In: Economics
For each of the following scenarios, use the goods market (investment-saving) diagram to identify changes in saving and investment curves. Provide a separate diagram with original and new curves for each scenario. Determine the changes in the interest rate and equilibrium quantities of investment and saving. a. An expected increase in households’ income. b. A rise in expected future marginal productivity of capital. c. An increase in current output (income).
Please make sure it is expected not current!

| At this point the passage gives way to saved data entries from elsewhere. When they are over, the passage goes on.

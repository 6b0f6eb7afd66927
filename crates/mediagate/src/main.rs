//! Mediagate.
//!
//! Mediagate is a small authenticated gateway in front of a chat archive. It
//! serves paginated chat history from a local JSON log and media files pulled
//! on demand from a remote object source, keeping a local disk cache with
//! time-based eviction.

#![warn(missing_docs, missing_debug_implementations, clippy::all)]

mod auth;
mod cli;
mod endpoints;
mod logging;
mod server;
mod service;


fn main() {
    match cli::execute() {
        Ok(()) => std::process::exit(0),
        Err(error) => {
            logging::ensure_log_error(&error);
            std::process::exit(1);
        }
    }
}
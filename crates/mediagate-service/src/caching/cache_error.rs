use std::time::Duration;

use mediagate_sources::InvalidObjectKey;
use thiserror::Error;

/// An error that happens when resolving a media object.
#[derive(Debug, Clone, PartialEq, Eq, Error)]
pub enum CacheError {
    /// The object was not found at any remote source.
    #[error("not found")]
    NotFound,
    /// The object could not be fetched from the remote source due to missing
    /// permissions or a misconfigured backend.
    ///
    /// The attached string contains the remote source's response.
    #[error("permission denied: {0}")]
    PermissionDenied(String),
    /// The object could not be fetched from the remote source due to a timeout.
    #[error("download timed out after {0:?}")]
    Timeout(Duration),
    /// The object could not be fetched from the remote source due to another
    /// problem, like connection loss, DNS resolution, or a 5xx server
    /// response, after all retries were exhausted.
    ///
    /// The attached string contains the last observed error.
    #[error("download failed: {0}")]
    DownloadError(String),
    /// The requested filename is not a valid single-segment object key.
    #[error("invalid object key: {0}")]
    InvalidKey(String),
    /// Writing to or deleting from the local cache directory failed.
    #[error("local i/o error: {0}")]
    LocalIo(String),
    /// An unexpected error in mediagate itself.
    #[error("internal error")]
    InternalError,
}

impl From<std::io::Error> for CacheError {
    #[track_caller]
    fn from(err: std::io::Error) -> Self {
        let dynerr: &dyn std::error::Error = &err; // tracing expects a `&dyn Error`
        tracing::error!(error = dynerr, "local i/o error");
        Self::LocalIo(err.to_string())
    }
}

impl From<InvalidObjectKey> for CacheError {
    fn from(err: InvalidObjectKey) -> Self {
        Self::InvalidKey(err.to_string())
    }
}

impl CacheError {
    /// Builds a [`DownloadError`](Self::DownloadError) from the root cause of
    /// `error`.
    pub(crate) fn download_error(mut error: &dyn std::error::Error) -> Self {
        while let Some(src) = error.source() {
            error = src;
        }

        let mut error_string = error.to_string();

        // Special-case a few error strings
        if error_string.contains("certificate verify failed") {
            error_string = "certificate verify failed".to_string();
        }

        if error_string.contains("SSL routines") {
            error_string = "SSL error".to_string();
        }

        Self::DownloadError(error_string)
    }

    /// Whether retrying the fetch can possibly produce a different outcome.
    pub fn is_retryable(&self) -> bool {
        !matches!(
            self,
            Self::NotFound | Self::PermissionDenied(_) | Self::InvalidKey(_)
        )
    }
}

impl From<reqwest::Error> for CacheError {
    fn from(error: reqwest::Error) -> Self {
        Self::download_error(&error)
    }
}

/// The result of a cache resolution, either `Ok(T)` or the reason why the
/// object could not be fetched.
pub type CacheEntry<T = ()> = Result<T, CacheError>;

In following graphs, I0 and S0 are initial investment and saving curves, intersecting at point A with initial interest rate r0 and quantity of saving and investment Q0.
(a)
Expected increase in household income makes households increase current consumption. This decreases current savings, shifting savings curve to left. Interest rate increases and quantity of saving and investment decreases.
In following graph, S0 shifts left to S1, intersecting I0 at point B with higher interest rate r1 and lower quantity of saving and investment Q1.
(b)
Increase in expected marginal productivity of capital increases expected future profitability, so firms increase current investment, shifting investment curve to right. Interest rate increases and quantity of saving and investment increases.
In following graph, I0 shifts right to I1, intersecting S0 at point B with higher interest rate r1 and higher quantity of saving and investment Q1.
(c)
Increase in current income increases both current consumption and savings. This shifts savings curve to right. Interest rate decreases and quantity of saving and investment increases.
In following graph, S0 shifts right to S1, intersecting I0 at point B with lower interest rate r1 and higher quantity of saving and investment Q1.